The Roots
House of Blues; Sat 4

When the Roots announced they would be settling in as the house band for NBC’s latest Late Night, fans kvetched as if the Philly hip-hop icons were strapping on Fonzie’s water skis. The critically adored political act working for the ham who starred in that movie about the super taxi? The decision was seen as the Greatest Live Rap Band throwing in the towel on touring.
In hindsight, it was the wisest move of the Roots’ career. The drummer, Questlove, tweets to 1.4 million followers. Black Thought—pissed and poetic on records—cracks jokes and shows off his soft soul pipes. And in all those inspired collaborations with guest musicians—Bruce Springsteen, Jimmy Buffett, Christopher Cross, Spoon, etc.—the tight, tuba-fueled combo flexes unexpected muscles.

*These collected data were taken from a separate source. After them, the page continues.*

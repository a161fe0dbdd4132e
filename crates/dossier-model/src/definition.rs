//! Serde shapes of the schema definition documents.
//!
//! A document maps schema names to [`SchemaSpec`] records:
//!
//! ```yaml
//! Person:
//!   extends: [LegalEntity]
//!   label: Person
//!   caption: [name, lastName]
//!   properties:
//!     nationality:
//!       type: country
//!     employers:
//!       type: entity
//!       range: Employment
//! ```

use std::collections::BTreeMap;

use serde::{Deserialize, Serialize};

/// All schema definitions, keyed by schema name.
pub type Definitions = BTreeMap<String, SchemaSpec>;

#[derive(Debug, Clone, Default, PartialEq, Serialize, Deserialize)]
#[serde(default)]
pub struct SchemaSpec {
    pub label: Option<String>,
    pub plural: Option<String>,
    pub description: Option<String>,
    pub extends: Vec<String>,
    #[serde(rename = "abstract")]
    pub is_abstract: bool,
    pub matchable: bool,
    pub generated: bool,
    pub featured: Vec<String>,
    pub required: Vec<String>,
    pub caption: Vec<String>,
    pub edge: Option<EdgeSpec>,
    pub temporal_extent: Option<TemporalExtentSpec>,
    pub properties: BTreeMap<String, PropertySpec>,
}

#[derive(Debug, Clone, PartialEq, Serialize, Deserialize)]
pub struct PropertySpec {
    #[serde(rename = "type", default = "default_type")]
    pub type_name: String,
    #[serde(default)]
    pub label: Option<String>,
    #[serde(default)]
    pub description: Option<String>,
    /// Overrides the type's matchable flag.
    #[serde(default)]
    pub matchable: Option<bool>,
    #[serde(default)]
    pub hidden: bool,
    #[serde(default)]
    pub stub: bool,
    #[serde(default)]
    pub deprecated: bool,
    #[serde(default)]
    pub range: Option<String>,
    #[serde(default)]
    pub reverse: Option<ReverseSpec>,
    /// Date format hint for parsing raw values.
    #[serde(default)]
    pub format: Option<String>,
    #[serde(default)]
    pub max_length: Option<usize>,
}

fn default_type() -> String {
    "string".to_string()
}

impl Default for PropertySpec {
    fn default() -> Self {
        Self {
            type_name: default_type(),
            label: None,
            description: None,
            matchable: None,
            hidden: false,
            stub: false,
            deprecated: false,
            range: None,
            reverse: None,
            format: None,
            max_length: None,
        }
    }
}

#[derive(Debug, Clone, Default, PartialEq, Serialize, Deserialize)]
#[serde(default)]
pub struct ReverseSpec {
    pub name: Option<String>,
    pub label: Option<String>,
    pub hidden: bool,
}

#[derive(Debug, Clone, PartialEq, Serialize, Deserialize)]
pub struct EdgeSpec {
    pub source: String,
    pub target: String,
    #[serde(default)]
    pub caption: Vec<String>,
    #[serde(default = "default_directed")]
    pub directed: bool,
    #[serde(default)]
    pub label: Option<String>,
}

fn default_directed() -> bool {
    true
}

#[derive(Debug, Clone, Default, PartialEq, Serialize, Deserialize)]
#[serde(default)]
pub struct TemporalExtentSpec {
    pub start: Vec<String>,
    pub end: Vec<String>,
}

/// Parse one YAML document of schema definitions.
pub fn parse_definitions(text: &str) -> Result<Definitions, serde_yaml::Error> {
    serde_yaml::from_str(text)
}

#[cfg(test)]
mod tests {
    use super::*;

    #[test]
    fn defaults_apply_to_sparse_definitions() {
        let defs = parse_definitions(
            r#"
Thing:
  abstract: true
  properties:
    name:
      type: name
    notes: {}
"#,
        )
        .unwrap();
        let thing = &defs["Thing"];
        assert!(thing.is_abstract);
        assert_eq!(thing.properties["notes"].type_name, "string");
        assert_eq!(thing.properties["name"].type_name, "name");
    }

    #[test]
    fn edges_default_to_directed() {
        let defs = parse_definitions(
            "Ownership:\n  edge:\n    source: owner\n    target: asset\n",
        )
        .unwrap();
        assert!(defs["Ownership"].edge.as_ref().unwrap().directed);
    }
}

That loose, synergistic spirit carried over to the Roots’ 2010 studio output. On How I Got Over, Joanna Newsom, the girls from the Dirty Projectors and My Morning Jacket’s Jim James pop up over Questo’s crisp snare thwacks and James Poyser’s twinkling piano, continuing the band’s evolution into a hybrid of nocturnal lounge act and ’70s hippie funk crew. It’s the closest the guys have come to weaving beads in their braids.
“The Fire,” an inspirational 4/4 march with John Legend, led to a spin-off, Wake Up!, a platter of slick activist-soul covers: Marvin Gaye, Donny Hathaway, Curtis Mayfield and more. The tracks showed the Roots branching out further into dub reggae, as on “Humanity (Love the Way It Should Be),” and electric guitar freak-outs (“I Can’t Write Left Handed”), and striving to keep “Yes, We Can” alive.
But as Jimmy Fallon has proven, this is a band to be seen in person.